03 novembre 2010

NIENTE E' TROPPO BELLO PER ESSERE VERO


Ottobre 2010


Questa volta lasciate che sia felice,
non è successo nulla a nessuno,
non sono da nessuna parte,
succede solo che sono felice
fino all’ultimo profondo angolino del cuore.

Camminando, dormendo o scrivendo,
che posso farci, sono felice.
Sono più sterminato dell’erba nelle praterie,
sento la pelle come un albero raggrinzito,
e l’acqua sotto, gli uccelli in cima,
il mare come un anello intorno alla mia vita,
fatta di pane e pietra la terra
l’aria canta come una chitarra.

...

Oggi lasciate che sia felice, io e basta,
con o senza tutti, essere felice con l’erba
e la sabbia essere felice con l’aria e la terra,
essere felice con te, con la tua bocca,
essere felice.
(Ode al Giorno Felice - Pablo Neruda)


Siete mai stati innamorati?

Durante il mio ultimo anno di liceo un mio compagno di classe mi telefonò per dirmi che ero l'amore della sua vita.
Io risi.
Senza inutile modestia, non era la prima volta che me lo sentivo dire. Non grazie al mio fascino (chi non ne possiede almeno un po'?) ma perchè ero forse una di quelle ragazze che danno l'impressione di aver bisogno della promessa di un impegno serio per accettare un appuntamento.
Acconsentii a vedere un film insieme perchè adoravo andare al cinema e, in aperta contraddizione con le apparenze, perchè questo mi bastava per uscire con un coetaneo che non mi suscitasse particolare avversione.
In platea io guardavo lo schermo e lui fissava me.
Non trascorse neanche la metà del primo tempo che mi trascinò fuori dalla sala per farmi sedere sui gradini appena prima dell'uscita di sicurezza. Io infuriata (che cosa voleva questo ragazzo che si metteva tra me e l'ultimo film di De Niro?), lui, jeans chiari e anfibi neri (mio malgrado cominciavo a guardarlo un po' anch'io), non smetteva mai di parlare.
A fine serata, sotto casa mia, appoggiato ad una colonna, mi tenne stretta a lungo. Io ferma, avvolta da un calore che non conoscevo, mi lasciai abbracciare senza capire perchè.
Come si dice quando scopri di aver bisogno di qualcosa che neanche sapevi esistesse?
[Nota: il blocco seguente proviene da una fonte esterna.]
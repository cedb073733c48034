//! Rotation demo driving the router with logging-only downstreams
//!
//! Every reconnect cycle picks the other credential. Run with
//! `RUST_LOG=mineos_relay=debug` to watch the routing decisions.

use mineos_relay::{
    downstream::{DelegateRequest, RelayRequest},
    driver::{self, RouterEvent},
    DelegateStrategy, DownstreamFactory, Endpoint, JobResult, RelayConnection, Router,
    RouterConfig, RouterListener,
};
use std::time::Duration;
use tracing::info;
use tracing_subscriber::EnvFilter;

struct LoggingDelegate {
    endpoint: String,
}

impl DelegateStrategy for LoggingDelegate {
    fn connect(&mut self) {
        info!("delegate connecting to {}", self.endpoint);
    }

    fn stop(&mut self) {
        info!("delegate for {} stopped", self.endpoint);
    }

    fn tick(&mut self, _now: u64) {}

    fn submit(&mut self, result: &JobResult) -> i64 {
        info!("delegate submitting result for job {}", result.job_id);
        1
    }
}

struct LoggingFactory;

impl DownstreamFactory for LoggingFactory {
    fn create_relay(&mut self, _request: RelayRequest<'_>) -> Option<Box<dyn RelayConnection>> {
        None
    }

    fn create_delegate(
        &mut self,
        request: DelegateRequest<'_>,
    ) -> mineos_relay::Result<Box<dyn DelegateStrategy>> {
        let endpoint = request
            .endpoints
            .first()
            .map(|e| e.to_string())
            .unwrap_or_default();
        Ok(Box::new(LoggingDelegate { endpoint }))
    }
}

struct LoggingListener;

impl RouterListener for LoggingListener {
    fn on_active(&mut self, endpoint: &Endpoint) {
        info!("active on {}", endpoint);
    }

    fn on_pause(&mut self) {
        info!("paused");
    }
}

#[tokio::main]
async fn main() -> Result<(), Box<dyn std::error::Error>> {
    tracing_subscriber::fmt()
        .with_env_filter(
            EnvFilter::try_from_default_env()
                .unwrap_or_else(|_| EnvFilter::new("mineos_relay=debug,rotation_demo=info")),
        )
        .init();

    let mut config = RouterConfig::new("pool.example.com", 10001, "credential-a", "credential-b");
    config.tick_interval_ms = 250;

    let tick = config.tick_interval();
    let router = Router::new(
        config,
        vec!["rx/0".into(), "cn/r".into()],
        Box::new(LoggingFactory),
        Box::new(LoggingListener),
    )?;
    let (handle, task) = driver::spawn(router, tick);

    handle.connect().await?;

    // each idle window ends with the timer starting the next cycle
    for cycle in 0..4 {
        info!("cycle {}", cycle);

        let endpoint =
            Endpoint::new("pool.example.com", 10001, "credential-a", false, Default::default());
        handle.send(RouterEvent::Active(endpoint)).await?;
        handle.send(RouterEvent::Idle { min: 500, max: 1_000 }).await?;

        tokio::time::sleep(Duration::from_millis(1_500)).await;
    }

    handle.shutdown().await?;
    let router = task.await?;
    info!("final state {:?}", router.state());

    Ok(())
}
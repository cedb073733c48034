#![allow(dead_code)]

use mineos_relay::{
    downstream::{DelegateRequest, RelayRequest},
    Algorithm, DelegateStrategy, DownstreamFactory, Endpoint, Job, JobResult, RelayConnection,
    RelayHint, Result, RouterError, RouterListener, SubmitResult,
};
use std::sync::{
    atomic::{AtomicBool, Ordering},
    Arc, Mutex,
};

pub const DELEGATE_SEQ: i64 = 10;
pub const RELAY_SEQ: i64 = 20;

#[derive(Debug, Clone, PartialEq)]
pub enum Call {
    DelegateBuilt { id: usize, credential: String, endpoints: usize },
    DelegateConnect(usize),
    DelegateStop(usize),
    DelegateTick(usize, u64),
    DelegateSubmit(usize),
    RelayRequested { credential: String, hint: Option<RelayHint> },
    RelayConnect(usize),
    RelayStop(usize),
    RelayTick(usize, u64),
    RelaySubmit(usize),
    Active(String),
    Pause,
    Job(String),
    Result(i64),
}

#[derive(Debug, Clone, Default)]
pub struct Log(Arc<Mutex<Vec<Call>>>);

impl Log {
    pub fn push(&self, call: Call) {
        self.0.lock().unwrap().push(call);
    }

    pub fn calls(&self) -> Vec<Call> {
        self.0.lock().unwrap().clone()
    }

    pub fn clear(&self) {
        self.0.lock().unwrap().clear();
    }

    pub fn count(&self, pred: impl Fn(&Call) -> bool) -> usize {
        self.0.lock().unwrap().iter().filter(|c| pred(c)).count()
    }

    /// Credentials of every delegate built so far, in order
    pub fn delegate_credentials(&self) -> Vec<String> {
        self.calls()
            .into_iter()
            .filter_map(|c| match c {
                Call::DelegateBuilt { credential, .. } => Some(credential),
                _ => None,
            })
            .collect()
    }
}

struct MockDelegate {
    id: usize,
    log: Log,
}

impl DelegateStrategy for MockDelegate {
    fn connect(&mut self) {
        self.log.push(Call::DelegateConnect(self.id));
    }

    fn stop(&mut self) {
        self.log.push(Call::DelegateStop(self.id));
    }

    fn tick(&mut self, now: u64) {
        self.log.push(Call::DelegateTick(self.id, now));
    }

    fn submit(&mut self, _result: &JobResult) -> i64 {
        self.log.push(Call::DelegateSubmit(self.id));
        DELEGATE_SEQ
    }
}

struct MockRelay {
    id: usize,
    tls: bool,
    log: Log,
}

impl RelayConnection for MockRelay {
    fn connect(&mut self) {
        self.log.push(Call::RelayConnect(self.id));
    }

    fn stop(&mut self) {
        self.log.push(Call::RelayStop(self.id));
    }

    fn tick(&mut self, now: u64) {
        self.log.push(Call::RelayTick(self.id, now));
    }

    fn submit(&mut self, _result: &JobResult) -> i64 {
        self.log.push(Call::RelaySubmit(self.id));
        RELAY_SEQ
    }

    fn is_tls(&self) -> bool {
        self.tls
    }
}

/// Factory whose relay availability can be flipped from the test
pub struct MockFactory {
    log: Log,
    relay_available: Arc<AtomicBool>,
    fail_delegate: Arc<AtomicBool>,
    relay_tls: bool,
    next_id: usize,
}

impl MockFactory {
    pub fn new(log: Log) -> Self {
        Self {
            log,
            relay_available: Arc::new(AtomicBool::new(false)),
            fail_delegate: Arc::new(AtomicBool::new(false)),
            relay_tls: false,
            next_id: 0,
        }
    }

    pub fn relay_switch(&self) -> Arc<AtomicBool> {
        self.relay_available.clone()
    }

    pub fn delegate_failure_switch(&self) -> Arc<AtomicBool> {
        self.fail_delegate.clone()
    }

    pub fn with_relay_tls(mut self) -> Self {
        self.relay_tls = true;
        self
    }

    fn id(&mut self) -> usize {
        self.next_id += 1;
        self.next_id
    }
}

impl DownstreamFactory for MockFactory {
    fn create_relay(&mut self, request: RelayRequest<'_>) -> Option<Box<dyn RelayConnection>> {
        self.log.push(Call::RelayRequested {
            credential: request.endpoint.credential().to_string(),
            hint: request.hint.cloned(),
        });

        if !self.relay_available.load(Ordering::SeqCst) {
            return None;
        }

        let id = self.id();
        Some(Box::new(MockRelay {
            id,
            tls: self.relay_tls,
            log: self.log.clone(),
        }))
    }

    fn create_delegate(
        &mut self,
        request: DelegateRequest<'_>,
    ) -> Result<Box<dyn DelegateStrategy>> {
        if self.fail_delegate.load(Ordering::SeqCst) {
            return Err(RouterError::NoDownstream);
        }

        let id = self.id();
        self.log.push(Call::DelegateBuilt {
            id,
            credential: request.endpoints[0].credential().to_string(),
            endpoints: request.endpoints.len(),
        });

        Ok(Box::new(MockDelegate {
            id,
            log: self.log.clone(),
        }))
    }
}

pub struct MockListener {
    log: Log,
}

impl MockListener {
    pub fn new(log: Log) -> Self {
        Self { log }
    }
}

impl RouterListener for MockListener {
    fn on_active(&mut self, endpoint: &Endpoint) {
        self.log.push(Call::Active(endpoint.credential().to_string()));
    }

    fn on_pause(&mut self) {
        self.log.push(Call::Pause);
    }

    fn on_job(&mut self, _endpoint: &Endpoint, job: &Job) {
        self.log.push(Call::Job(job.id.clone()));
    }

    fn on_result(&mut self, _endpoint: &Endpoint, result: &SubmitResult, _error: Option<&str>) {
        self.log.push(Call::Result(result.seq));
    }

    fn on_verify_algorithm(&mut self, _endpoint: &Endpoint, algorithm: &Algorithm) -> bool {
        algorithm.name() != "cn/0"
    }
}

pub fn result(job_id: &str) -> JobResult {
    JobResult {
        job_id: job_id.to_string(),
        nonce: "deadbeef".to_string(),
        result: "00ff".to_string(),
        algorithm: Some(Algorithm::new("rx/0")),
    }
}
/// One-shot timer polled by the hosting scheduler.
///
/// Times are milliseconds on the same clock the router is ticked with.
#[derive(Debug, Clone, Copy, Default, PartialEq, Eq)]
pub struct Timer {
    deadline: Option<u64>,
}

impl Timer {
    pub fn new() -> Self {
        Self::default()
    }

    /// Arm to fire `timeout` ms after `now`, replacing any previous deadline
    pub fn start(&mut self, now: u64, timeout: u64) {
        self.deadline = Some(now.saturating_add(timeout));
    }

    pub fn stop(&mut self) {
        self.deadline = None;
    }

    pub fn deadline(&self) -> Option<u64> {
        self.deadline
    }

    pub fn is_armed(&self) -> bool {
        self.deadline.is_some()
    }

    pub fn is_due(&self, now: u64) -> bool {
        matches!(self.deadline, Some(deadline) if now >= deadline)
    }
}
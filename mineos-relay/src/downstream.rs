//! Collaborators the router drives but does not implement.
//!
//! Sessions, transports and failover live behind these traits. The router only
//! decides which one carries traffic and when it is released.

use crate::{
    endpoint::{Endpoint, RelayHint},
    error::Result,
    job::{Algorithm, Job, JobResult, SubmitResult},
};
use std::time::Duration;
use tracing::debug;

/// Single direct session to one endpoint
pub trait RelayConnection: Send {
    fn connect(&mut self);

    /// Request a stop; in-flight I/O is not aborted
    fn stop(&mut self);

    fn tick(&mut self, now: u64);

    /// Returns the request sequence id
    fn submit(&mut self, result: &JobResult) -> i64;

    /// Whether the session negotiated TLS
    fn is_tls(&self) -> bool;
}

/// Failover-capable session manager over a list of endpoints
pub trait DelegateStrategy: Send {
    fn connect(&mut self);

    fn stop(&mut self);

    fn tick(&mut self, now: u64);

    /// Returns the request sequence id
    fn submit(&mut self, result: &JobResult) -> i64;
}

/// Inputs for building a relay session
#[derive(Debug, Clone, Copy)]
pub struct RelayRequest<'a> {
    /// Destination the relay forwards to, carrying this cycle's credential
    pub endpoint: &'a Endpoint,
    /// Routing hint captured from the session that announced the last job
    pub hint: Option<&'a RelayHint>,
    pub algorithm: Option<&'a Algorithm>,
}

/// Inputs for building a delegate strategy
#[derive(Debug, Clone, Copy)]
pub struct DelegateRequest<'a> {
    pub endpoints: &'a [Endpoint],
    pub retries: u32,
    pub retry_pause: Duration,
}

/// Builds the downstreams on the router's behalf
pub trait DownstreamFactory: Send {
    /// `None` when no relay path exists right now
    fn create_relay(&mut self, request: RelayRequest<'_>) -> Option<Box<dyn RelayConnection>>;

    fn create_delegate(
        &mut self,
        request: DelegateRequest<'_>,
    ) -> Result<Box<dyn DelegateStrategy>>;
}

/// Owner of the router, notified about session level changes
pub trait RouterListener: Send {
    fn on_active(&mut self, endpoint: &Endpoint);

    fn on_pause(&mut self);

    fn on_job(&mut self, _endpoint: &Endpoint, _job: &Job) {}

    fn on_result(&mut self, _endpoint: &Endpoint, _result: &SubmitResult, _error: Option<&str>) {}

    fn on_verify_algorithm(&mut self, _endpoint: &Endpoint, _algorithm: &Algorithm) -> bool {
        true
    }
}

/// Which downstream currently carries submissions
#[derive(Debug, Clone, Copy, PartialEq, Eq)]
pub enum Route {
    Relay,
    Delegate,
    Unavailable,
}

/// An owned downstream handle
pub enum Downstream {
    Relay(Box<dyn RelayConnection>),
    Delegate(Box<dyn DelegateStrategy>),
}

impl Downstream {
    fn stop(&mut self) {
        match self {
            Downstream::Relay(relay) => relay.stop(),
            Downstream::Delegate(strategy) => strategy.stop(),
        }
    }

    fn kind(&self) -> &'static str {
        match self {
            Downstream::Relay(_) => "relay",
            Downstream::Delegate(_) => "delegate",
        }
    }
}

/// Handles released while they may still be on the call stack.
///
/// Nothing is stopped or dropped until `drain` runs at the next safe point.
#[derive(Default)]
pub struct Disposal {
    pending: Vec<Downstream>,
}

impl Disposal {
    pub fn new() -> Self {
        Self::default()
    }

    pub fn defer(&mut self, downstream: Downstream) {
        debug!("Deferring release of {}", downstream.kind());
        self.pending.push(downstream);
    }

    /// Stop and drop everything queued, returns how many were released
    pub fn drain(&mut self) -> usize {
        let released = self.pending.len();

        for mut downstream in self.pending.drain(..) {
            debug!("Releasing {}", downstream.kind());
            downstream.stop();
        }

        released
    }

    pub fn len(&self) -> usize {
        self.pending.len()
    }

    pub fn is_empty(&self) -> bool {
        self.pending.is_empty()
    }
}
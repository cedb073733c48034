use crate::{
    endpoint::Endpoint,
    error::{Result, RouterError},
    job::{Job, JobResult, SubmitResult},
    router::Router,
};
use std::time::Duration;
use tokio::{
    sync::{mpsc, oneshot},
    task::JoinHandle,
    time::{interval, Instant, MissedTickBehavior},
};
use tracing::{debug, info};

/// Everything the host or a downstream can tell the router
#[derive(Debug)]
pub enum RouterEvent {
    Connect,
    Stop,
    Update { endpoint: Endpoint, job: Job },
    Submit { result: JobResult, reply: oneshot::Sender<i64> },
    Active(Endpoint),
    LoginSuccess(Endpoint),
    Pause,
    Close { failures: u32 },
    Job { endpoint: Endpoint, job: Job },
    Result { endpoint: Endpoint, result: SubmitResult, error: Option<String> },
    Idle { min: u64, max: u64 },
    Shutdown,
}

/// Cloneable sender side of a running driver
#[derive(Debug, Clone)]
pub struct RouterHandle {
    tx: mpsc::Sender<RouterEvent>,
}

impl RouterHandle {
    pub async fn send(&self, event: RouterEvent) -> Result<()> {
        self.tx.send(event).await.map_err(|_| RouterError::Shutdown)
    }

    pub async fn connect(&self) -> Result<()> {
        self.send(RouterEvent::Connect).await
    }

    /// Submit through the router and wait for the sequence id
    pub async fn submit(&self, result: JobResult) -> Result<i64> {
        let (reply, rx) = oneshot::channel();
        self.send(RouterEvent::Submit { result, reply }).await?;
        rx.await.map_err(|_| RouterError::Shutdown)
    }

    pub async fn shutdown(&self) -> Result<()> {
        self.send(RouterEvent::Shutdown).await
    }
}

/// Run `router` on its own task. The task returns the router once shut down.
pub fn spawn(router: Router, tick_interval: Duration) -> (RouterHandle, JoinHandle<Router>) {
    let (tx, rx) = mpsc::channel(100);
    let task = tokio::spawn(run(router, rx, tick_interval));
    (RouterHandle { tx }, task)
}

/// Drive `router` until `Shutdown` arrives or every handle is dropped.
///
/// Ticks and events are serialized on this task, so the router never sees
/// two callbacks at once. `now` is milliseconds since the loop started.
pub async fn run(
    mut router: Router,
    mut rx: mpsc::Receiver<RouterEvent>,
    tick_interval: Duration,
) -> Router {
    let started = Instant::now();
    let mut ticker = interval(tick_interval.max(Duration::from_millis(1)));
    ticker.set_missed_tick_behavior(MissedTickBehavior::Delay);

    info!("Router driver started");

    loop {
        tokio::select! {
            _ = ticker.tick() => {
                let now = started.elapsed().as_millis() as u64;
                router.tick(now);

                if router.timer().is_due(now) {
                    debug!("Timer fired at {}", now);
                    router.on_timer(now);
                }
            }
            event = rx.recv() => match event {
                Some(RouterEvent::Shutdown) | None => break,
                Some(event) => dispatch(&mut router, event),
            }
        }
    }

    router.stop();
    info!("Router driver stopped");
    router
}

fn dispatch(router: &mut Router, event: RouterEvent) {
    match event {
        RouterEvent::Connect => router.connect(),
        RouterEvent::Stop => router.stop(),
        RouterEvent::Update { endpoint, job } => router.update(&endpoint, &job),
        RouterEvent::Submit { result, reply } => {
            let _ = reply.send(router.submit(&result));
        }
        RouterEvent::Active(endpoint) => router.on_active(&endpoint),
        RouterEvent::LoginSuccess(endpoint) => router.on_login_success(&endpoint),
        RouterEvent::Pause => router.on_pause(),
        RouterEvent::Close { failures } => router.on_close(failures),
        RouterEvent::Job { endpoint, job } => router.set_job(&endpoint, &job),
        RouterEvent::Result { endpoint, result, error } => {
            router.set_result(&endpoint, &result, error.as_deref())
        }
        RouterEvent::Idle { min, max } => router.idle(min, max),
        RouterEvent::Shutdown => {}
    }
}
Adesso, diciassette anni dopo, siamo insieme, aggrappati a delle transenne sistemate tra noi e una passerella rossa. Aspettiamo.

L'amore, per una che da bambina, mano nella mano con sua madre, ha sfilato in corteo l'8 marzo in mezzo a donne che urlavano l'utero è mio e me lo gestisco io, non è un affare semplice. L'indipendenza prima di tutto.
Guardare negli occhi una persona e sentire che ha nelle sue mani la tua vita, che da lui, da un suo sorriso, da una parola, dipende quello che rimarrà di te, è una scelta (perchè non si può forse più orgogliosamente, ostinatamente, intelligentemente e valorosamente rifiutare?).
Si tratta di un atto di fiducia deliberato. Di rinunciare un po' a se stessi, senza sapere mai (anzi sospettando sempre) se non sarebbe stato meglio fare spallucce ed occuparsi d'altro.

Io mi sono innamorata di due persone in vita mia.
Una è quella al mio fianco con gli occhi arrossati come i miei, le mani sudate, la febbre nel cuore, le gambe che tremano e l'eccitazione nella voce.
L'altra è quella che sta per arrivare.

Ore 19:00.
La musica parte, cominciano le danze.
Lo vedo.
La prima cosa che penso è che mi piace. E' proprio lui. E' così che lo immaginavo, che lo sognavo, che sapevo sarebbe stato.
Si avvicina.
Cammina come solo lui sa, vestito di nero, gli occhi strizzati (a causa delle luci o della miopia?). E' bellissimo.
Tende la mano. Io allungo il braccio e, senza rendermene conto subito, comincio a pronunciare, sotto voce, tra me e me, una preghiera, una speranza, un mantra:
shahrukhshahrukhshahrukhshahrukhshahrukhshahrukhshahrukhshahrukh.
Poi gli prendo la mano, la tengo, la stringo.
Il tempo si ferma. Silenzio. Non avverto alcun suono. Non vedo, sono cieca.
La terra sussulta, fuochi si accendono, crescono e scaldano, le acque sono agitate, rimescolate, l'aria trema.
Solo per un attimo.

Lo lascio andare.

Porto la mano al viso. Profuma di ristorante indiano, di spezie e incenso. Sa di buono.